Failure to submit and update relevant documents risks making the platform irrelevant
Kampala, Uganda | ISAAC KHISA | Despite the fact that Africa continues to receive high levels of interest as an investment destination from investors across the globe, access to data remains a big challenge to enable them make final investment decisions.
As such, a Cairo-based lender, the African Export-Import Bank (Afreximbank) has unveiled its new customer due diligence (CDD) platform, called Mansa, which seeks to provide a single source of primary data required for prospective investors and banks to conduct CDD and know your customer (KYC) checks on counterparties in Africa.
George Elombi, the bank’s executive vice president for governance, legal and corporate services, said the new platform will make it easier and more cost-effective for African businesses, large and small, to be on boarded by financial institutions.
He said the bank hopes to “end the subjective evaluation of customers and eliminate the perceived, and often unfair, risk in trading with African counterparties.”
He said the entities set to use the platform are either contributors – African financial institutions (FIs), corporate or SMEs who will upload their information to the repository using standardised KYC templates, or users, specifically financial institutions that provide banking facilities and are looking for information on a particular company.
“For every client that provides some information about their company some degree of validation is done before that is taken onto the platform,” Elombi said on the side-lines of the just concluded 25 th Anniversary and Annual General Meeting held in Abuja, Nigeria on July 11-14.
“Care has been taken, but obviously it’s not going to be 100% sound proof – there will be some slippages. But these are the steps we have taken.”
Maureen Mba, the associate director compliance at Afreximbank said firms are currently free to join the platform, and that it will remain so, for a year.
Thereafter, and the bank is “attracting enough customers on the platform”, it will introduce fees based on different categories of use.
Benedict Oramah, the President and Chairman of the Afreximbank, said the goal of Mansa is to facilitate access to information necessary for conducting KYC, anti-money laundering and counter terrorism valuations thereby reducing compliance costs with respect to African trade and project finance costs.
“Our new Mansa platform is a natural extension of Afreximbank’s mission to expand, develop and diversify African trade. Mansa will enhance African trade by enabling the efficient on-boarding of customer’s whilst reducing both operational workloads and the costs of compliance by counterparts,” he said.
He said the new digital service is a win-win for all participants, contributors, subscribers, national and international partners advocating for good governance.
Commenting on the new development, Louis Kasekende, the deputy governor, Bank of Uganda, told The Independent in an interview that the new platform will ensure that banks do not deal with sanctioned entity.
“If one is able to check who he or she is dealing with online, then, one is able to know the other party that he or she is dealing with and that is how it is going to help Small and Medium Enterprises in accessing finances,” he said.
He said the platform will also help financial institutions ensure that they do not deal with UN or US sanctioned parties.

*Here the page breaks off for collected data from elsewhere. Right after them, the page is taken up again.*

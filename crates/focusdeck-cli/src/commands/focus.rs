use clap::Subcommand;
use focusdeck_core::{AmbientSound, App, FocusState};

#[derive(Subcommand)]
pub enum FocusAction {
    /// Print the timer snapshot as JSON
    Status,
    /// Start (or resume) the countdown
    Start,
    /// Pause a running countdown
    Pause,
    /// Reset to a full 25:00 session
    Reset,
    /// Run the countdown in this process
    Run {
        /// Simulate this many seconds instead of sleeping in real time
        #[arg(long)]
        ticks: Option<u32>,
    },
    /// Select the ambient sound (rain, forest, ocean, cafe)
    Sound { name: AmbientSoundArg },
}

/// Thin parse wrapper so clap reports bad names itself.
#[derive(Clone)]
pub struct AmbientSoundArg(pub AmbientSound);

impl std::str::FromStr for AmbientSoundArg {
    type Err = String;

    fn from_str(s: &str) -> Result<Self, Self::Err> {
        s.parse().map(AmbientSoundArg)
    }
}

pub fn run(action: FocusAction) -> Result<(), Box<dyn std::error::Error>> {
    let mut app = App::new()?;
    match action {
        FocusAction::Status => {
            println!("{}", serde_json::to_string_pretty(&app.focus.snapshot())?);
        }
        FocusAction::Start => match app.start_focus() {
            Some(event) => println!("{}", serde_json::to_string_pretty(&event)?),
            None => println!("already running"),
        },
        FocusAction::Pause => match app.pause_focus() {
            Some(event) => println!("{}", serde_json::to_string_pretty(&event)?),
            None => println!("not running"),
        },
        FocusAction::Reset => {
            let event = app.reset_focus();
            println!("{}", serde_json::to_string_pretty(&event)?);
        }
        FocusAction::Run { ticks } => {
            app.start_focus();
            run_countdown(&mut app, ticks)?;
        }
        FocusAction::Sound { name } => {
            let event = app.select_sound(name.0);
            println!("{}", serde_json::to_string_pretty(&event)?);
        }
    }
    Ok(())
}

/// Drive the countdown to completion. With `--ticks` the clock is
/// simulated; without it, each tick follows a one-second sleep.
fn run_countdown(app: &mut App, ticks: Option<u32>) -> Result<(), Box<dyn std::error::Error>> {
    let simulate = ticks.is_some();
    let mut remaining = ticks.unwrap_or(u32::MAX);
    while remaining > 0 && app.focus.state() == FocusState::Running {
        if !simulate {
            std::thread::sleep(std::time::Duration::from_secs(1));
        }
        if let Some(event) = app.tick_focus() {
            println!("{}", serde_json::to_string_pretty(&event)?);
            return Ok(());
        }
        if !simulate {
            println!("{}", app.focus.display());
        }
        remaining -= 1;
    }
    println!("{}", serde_json::to_string_pretty(&app.focus.snapshot())?);
    Ok(())
}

Challenges that lies ahead
A section of banks and exporters, though welcomed the initiative, cautioned that its success would depend on industry support and the accuracy and validity of the information it provides.
“I think Mansa has the potential to help fill the information gap that many consider to be at the heart of the wider trade finance gap,” Duarte Pedreira, the head of trade finance at Crown Agents Bank, told Global Trade Review.

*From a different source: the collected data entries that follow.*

use chrono::{DateTime, Utc};
use serde::{Deserialize, Serialize};

use crate::focus::{AmbientSound, FocusState};
use crate::panels::Panel;
use crate::water::PromptChannel;

/// Every state change in the dashboard produces an Event.
/// The CLI prints them; the shell and tests observe them.
#[derive(Debug, Clone, Serialize, Deserialize)]
#[serde(tag = "type")]
pub enum Event {
    PanelShown {
        panel: Panel,
        /// True when this call constructed the panel's subtree.
        built: bool,
        at: DateTime<Utc>,
    },
    ReturnedToDashboard {
        from: Panel,
        at: DateTime<Utc>,
    },
    ThemeChanged {
        dark: bool,
        at: DateTime<Utc>,
    },
    WaterReminderStarted {
        interval_min: u32,
        next_prompt_at: DateTime<Utc>,
        at: DateTime<Utc>,
    },
    WaterReminderStopped {
        at: DateTime<Utc>,
    },
    WaterPromptDue {
        channel: PromptChannel,
        next_prompt_at: DateTime<Utc>,
        at: DateTime<Utc>,
    },
    DrinkRecorded {
        glasses_today: u32,
        total_ml: u32,
        fill_fraction: f64,
        at: DateTime<Utc>,
    },
    WaterDayReset {
        at: DateTime<Utc>,
    },
    FocusStarted {
        remaining_secs: u32,
        at: DateTime<Utc>,
    },
    FocusPaused {
        remaining_secs: u32,
        at: DateTime<Utc>,
    },
    FocusReset {
        at: DateTime<Utc>,
    },
    FocusCompleted {
        at: DateTime<Utc>,
    },
    SoundSelected {
        sound: AmbientSound,
        at: DateTime<Utc>,
    },
    FocusSnapshot {
        state: FocusState,
        remaining_secs: u32,
        display: String,
        sound: AmbientSound,
        at: DateTime<Utc>,
    },
    SessionOpened {
        name: String,
        email: String,
        at: DateTime<Utc>,
    },
    SessionRestored {
        name: String,
        at: DateTime<Utc>,
    },
    SessionClosed {
        at: DateTime<Utc>,
    },
    TaskAdded {
        id: String,
        title: String,
        at: DateTime<Utc>,
    },
    TaskCompleted {
        id: String,
        at: DateTime<Utc>,
    },
    TaskRemoved {
        id: String,
        at: DateTime<Utc>,
    },
}
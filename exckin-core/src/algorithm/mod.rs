pub mod fk;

However, he added, “the devil is always in the detail”. For one, platforms only work as much as the involved parties allow them to.
“So, if banks and corporates do submit and update their relevant KYC/CDD documents in Mansa, then the platform will be as relevant as it can be,” Pedreira said.
But if they don’t, the platform risks becoming “yet another empty channel that never materialised its potential”.
The platform is named after Mansa Musa, the powerful ruler of the West African Malian Empire in the 1300s who was responsible for placing Africa on the map and opening up trade across Africa by establishing Timbuktu as his commercial hub.
Trade volumes
Meanwhile, Afreximbank released its 2018 Africa trade report that showed that trade deficit narrowed to $96.9 billion last year compared with $132.5 billion in the previous year.
Exports increased to $405.3 billion in 2017 from $344 billion a year earlier, while imports advanced to $502.3 billion from $476.6 billion.
The report also notes that whereas Africa’s trade with the rest of the world expanded 11% to $907.6
billion last year, the portion of trade within the continent declined to 14 % of the total.
South Africa, Namibia and Nigeria accounted for more than 35 % of intra-Africa trade last year.
South Africa contributed a quarter of the region’s domestic commerce in 2017, mostly in oil imports
from Nigeria and Angola.
The report, however, notes that if African Continental Free Trade Area (AfCTA) is implemented on
time, the intra-Africa trade could increase by at least 50% in the next four years.